TASK ITEM:
Set down the lines below exactly as they stand, please. Go from the first through the one containing "where a matching".

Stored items
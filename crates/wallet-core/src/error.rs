use chain_btc::BtcError;
use chain_eth::EthError;
use chain_gateway::GatewayError;
use crypto_utils::CryptoError;
use thiserror::Error;

/// Errors surfaced by the wallet core.
///
/// Lower-layer errors are mapped onto these kinds one-to-one where a matching
/// kind exists; a checksum mismatch stays a checksum mismatch no matter which
/// decoder found it.
#[derive(Debug, Error)]
pub enum WalletError {
    #[error("invalid key format: {0}")]
    InvalidKeyFormat(String),

    #[error("private key is zero or not below the curve order")]
    InvalidKeyRange,

    #[error("no private key loaded")]
    MissingPrivateKey,

    #[error("invalid public key format: {0}")]
    InvalidPublicKeyFormat(String),

    #[error("checksum mismatch")]
    ChecksumMismatch,

    #[error("invalid encoding: {0}")]
    InvalidEncoding(String),

    #[error("invalid address: {0}")]
    InvalidAddress(String),

    #[error("invalid recipient: {0}")]
    InvalidRecipient(String),

    #[error("insufficient fields: {0}")]
    InsufficientFields(String),

    #[error("signing failed: {0}")]
    SigningFailed(String),

    /// The OS random source failed. Not recoverable.
    #[error("random source unavailable: {0}")]
    RandomSourceUnavailable(String),

    #[error(transparent)]
    Gateway(#[from] GatewayError),
}

impl From<CryptoError> for WalletError {
    fn from(e: CryptoError) -> Self {
        match e {
            CryptoError::InvalidEncoding(msg) => WalletError::InvalidEncoding(msg),
            CryptoError::ChecksumMismatch => WalletError::ChecksumMismatch,
            CryptoError::RandomSourceUnavailable(msg) => WalletError::RandomSourceUnavailable(msg),
        }
    }
}

impl From<BtcError> for WalletError {
    fn from(e: BtcError) -> Self {
        match e {
            BtcError::InvalidPrivateKey(_) => WalletError::InvalidKeyRange,
            BtcError::InvalidPublicKey(msg) => WalletError::InvalidPublicKeyFormat(msg),
            BtcError::InvalidAddress(msg) => WalletError::InvalidAddress(msg),
            BtcError::InvalidWif(msg) => WalletError::InvalidEncoding(format!("WIF: {msg}")),
            BtcError::InvalidNetwork(msg) => {
                WalletError::InvalidEncoding(format!("bitcoin network: {msg}"))
            }
            BtcError::Encoding(inner) => inner.into(),
        }
    }
}

impl From<EthError> for WalletError {
    fn from(e: EthError) -> Self {
        match e {
            EthError::InvalidPrivateKey(_) => WalletError::InvalidKeyRange,
            EthError::InvalidPublicKey(msg) => WalletError::InvalidPublicKeyFormat(msg),
            EthError::InvalidAddress(msg) => WalletError::InvalidAddress(msg),
            EthError::InvalidRecipient(msg) => WalletError::InvalidRecipient(msg),
            EthError::InsufficientFields(msg) => WalletError::InsufficientFields(msg),
            EthError::SigningError(msg) => WalletError::SigningFailed(msg),
        }
    }
}
use crypto_utils::hash::keccak256;
use k256::PublicKey;
use tracing::debug;

use crate::error::EthError;

/// Derives an Ethereum address from an uncompressed secp256k1 public key
/// (65 bytes, starting with 0x04).
///
/// The derivation takes the Keccak-256 hash of the 64-byte public key (without
/// the 0x04 prefix) and uses the last 20 bytes as the address. The result is
/// `0x` followed by 40 lowercase hex characters; use [`checksum_address`] for
/// the EIP-55 display form.
pub fn pubkey_to_eth_address(uncompressed_pubkey: &[u8]) -> Result<String, EthError> {
    if uncompressed_pubkey.len() != 65 {
        return Err(EthError::InvalidPublicKey(format!(
            "expected 65-byte uncompressed key, got {} bytes",
            uncompressed_pubkey.len()
        )));
    }
    if uncompressed_pubkey[0] != 0x04 {
        return Err(EthError::InvalidPublicKey(
            "uncompressed key must start with 0x04".into(),
        ));
    }
    PublicKey::from_sec1_bytes(uncompressed_pubkey).map_err(|_| {
        EthError::InvalidPublicKey("point is not on the secp256k1 curve".into())
    })?;

    // Keccak-256 of the 64-byte key (skip the 0x04 prefix).
    let hash = keccak256(&uncompressed_pubkey[1..]);

    let address = format!("0x{}", hex::encode(&hash[12..]));
    debug!(%address, "derived ethereum address");
    Ok(address)
}

/// Parses a 0x-prefixed, 40-hex-character address into its 20 raw bytes.
///
/// Letter case is not checked here; see [`validate_address`].
pub fn parse_address(address: &str) -> Result<[u8; 20], EthError> {
    let hex_str = address
        .strip_prefix("0x")
        .or_else(|| address.strip_prefix("0X"))
        .ok_or_else(|| EthError::InvalidAddress("address must start with 0x".into()))?;

    if hex_str.len() != 40 {
        return Err(EthError::InvalidAddress(format!(
            "expected 40 hex characters, got {}",
            hex_str.len()
        )));
    }

    let mut addr = [0u8; 20];
    hex::decode_to_slice(hex_str, &mut addr)
        .map_err(|e| EthError::InvalidAddress(format!("invalid hex: {e}")))?;
    Ok(addr)
}

/// Validates an Ethereum address string.
///
/// Checks that the address has the correct format (0x + 40 hex characters).
/// If the address contains mixed case, the EIP-55 checksum is verified.
pub fn validate_address(address: &str) -> Result<bool, EthError> {
    parse_address(address)?;
    let hex_part = &address[2..];

    // If the address is all-lowercase or all-uppercase, it's valid (no checksum
    // to verify).
    let is_all_lower = hex_part.chars().all(|c| !c.is_ascii_uppercase());
    let is_all_upper = hex_part.chars().all(|c| !c.is_ascii_lowercase());

    if is_all_lower || is_all_upper {
        return Ok(true);
    }

    // Mixed case: verify EIP-55 checksum.
    let checksummed = checksum_address(address)?;
    Ok(checksummed[2..] == *hex_part)
}

/// Applies EIP-55 mixed-case checksum encoding to an Ethereum address.
pub fn checksum_address(address: &str) -> Result<String, EthError> {
    let bytes = parse_address(address)?;
    let hex_part = hex::encode(bytes);

    // EIP-55: hash the lowercase hex address (without 0x).
    let hash = keccak256(hex_part.as_bytes());

    let mut checksummed = String::with_capacity(42);
    checksummed.push_str("0x");

    for (i, c) in hex_part.chars().enumerate() {
        // Nibble i of the hash decides the case of character i.
        let byte = hash[i / 2];
        let nibble = if i % 2 == 0 { byte >> 4 } else { byte & 0x0f };
        if c.is_ascii_alphabetic() && nibble >= 8 {
            checksummed.push(c.to_ascii_uppercase());
        } else {
            checksummed.push(c);
        }
    }

    Ok(checksummed)
}
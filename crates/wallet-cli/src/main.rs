// multiwallet CLI
// Generates and imports secp256k1 keys, prints Bitcoin/Ethereum addresses,
// signs messages and sends ETH through a JSON-RPC node.

mod commands;
mod config;
mod logging;

use std::path::PathBuf;

use anyhow::Result;
use clap::{Parser, Subcommand};
use tracing::debug;

#[derive(Parser, Debug)]
#[command(name = "multiwallet")]
#[command(about = "Minimal Bitcoin/Ethereum wallet", long_about = None)]
pub struct Cli {
    #[command(subcommand)]
    command: Command,

    /// Path to a TOML config file (default: ~/.multiwallet/config.toml)
    #[arg(short, long, global = true)]
    config: Option<PathBuf>,

    /// Ethereum JSON-RPC endpoint
    #[arg(short, long, global = true, env = "WALLET_RPC_URL")]
    rpc_url: Option<String>,

    /// Bitcoin network for addresses and WIF (mainnet, testnet)
    #[arg(short, long, global = true)]
    network: Option<String>,

    /// Include private key hex and WIF in output
    #[arg(long, global = true)]
    reveal_secrets: bool,

    /// Verbose logging
    #[arg(short, long, global = true)]
    debug: bool,
}

#[derive(Subcommand, Debug)]
pub enum Command {
    /// Generate a new key pair
    Generate,

    /// Import a private key from hex or WIF
    Import {
        /// Private key hex (64 characters, optional 0x)
        #[arg(long, env = "WALLET_PRIVATE_KEY", hide_env_values = true)]
        key: Option<String>,

        /// Private key in Wallet Import Format
        #[arg(long)]
        wif: Option<String>,
    },

    /// Sign a message (SHA-256 digest, secp256k1 ECDSA)
    Sign {
        /// Message to sign
        message: String,

        #[arg(long, env = "WALLET_PRIVATE_KEY", hide_env_values = true)]
        key: String,

        /// Use a randomized nonce instead of RFC 6979
        #[arg(long)]
        randomized: bool,
    },

    /// Verify a message signature
    Verify {
        /// Public key hex (33 or 65 bytes). Without it the signer is
        /// recovered from a 65-byte signature.
        #[arg(long)]
        public_key: Option<String>,

        /// Signature hex (r || s, optionally followed by the recovery id)
        #[arg(long)]
        signature: String,

        /// Message that was signed
        message: String,
    },

    /// Decode a WIF private key
    DecodeWif {
        wif: String,
    },

    /// Query an ETH balance
    Balance {
        /// Address to query (default: address of --key)
        address: Option<String>,

        #[arg(long, env = "WALLET_PRIVATE_KEY", hide_env_values = true)]
        key: Option<String>,
    },

    /// Send ETH
    Send {
        /// Recipient address
        to: String,

        /// Amount in ether (decimal, e.g. 0.25)
        amount: String,

        #[arg(long, env = "WALLET_PRIVATE_KEY", hide_env_values = true)]
        key: String,
    },
}

#[tokio::main]
async fn main() -> Result<()> {
    let cli = Cli::parse();

    logging::init(cli.debug);

    // Load configuration, then let flags and env override it
    let mut config = config::Config::load(cli.config.as_deref())?;
    if let Some(rpc_url) = cli.rpc_url {
        config.rpc_url = rpc_url;
    }
    if let Some(network) = cli.network {
        config.bitcoin_network = network;
    }
    if cli.reveal_secrets {
        config.reveal_secrets = true;
    }
    config.validate()?;
    debug!(rpc_url = %config.rpc_url, network = %config.bitcoin_network, "configuration loaded");

    let output = commands::run(cli.command, &config).await?;
    println!("{}", serde_json::to_string_pretty(&output)?);

    Ok(())
}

SOLVED EXERCISE:
filename crates/wallet-core/src/error.rs
use chain_btc::BtcError;
use chain_eth::EthError;
use chain_gateway::GatewayError;
use crypto_utils::CryptoError;
use thiserror::Error;

/// Errors surfaced by the wallet core.
///
/// Lower-layer errors are mapped onto these kinds one-to-one where a matching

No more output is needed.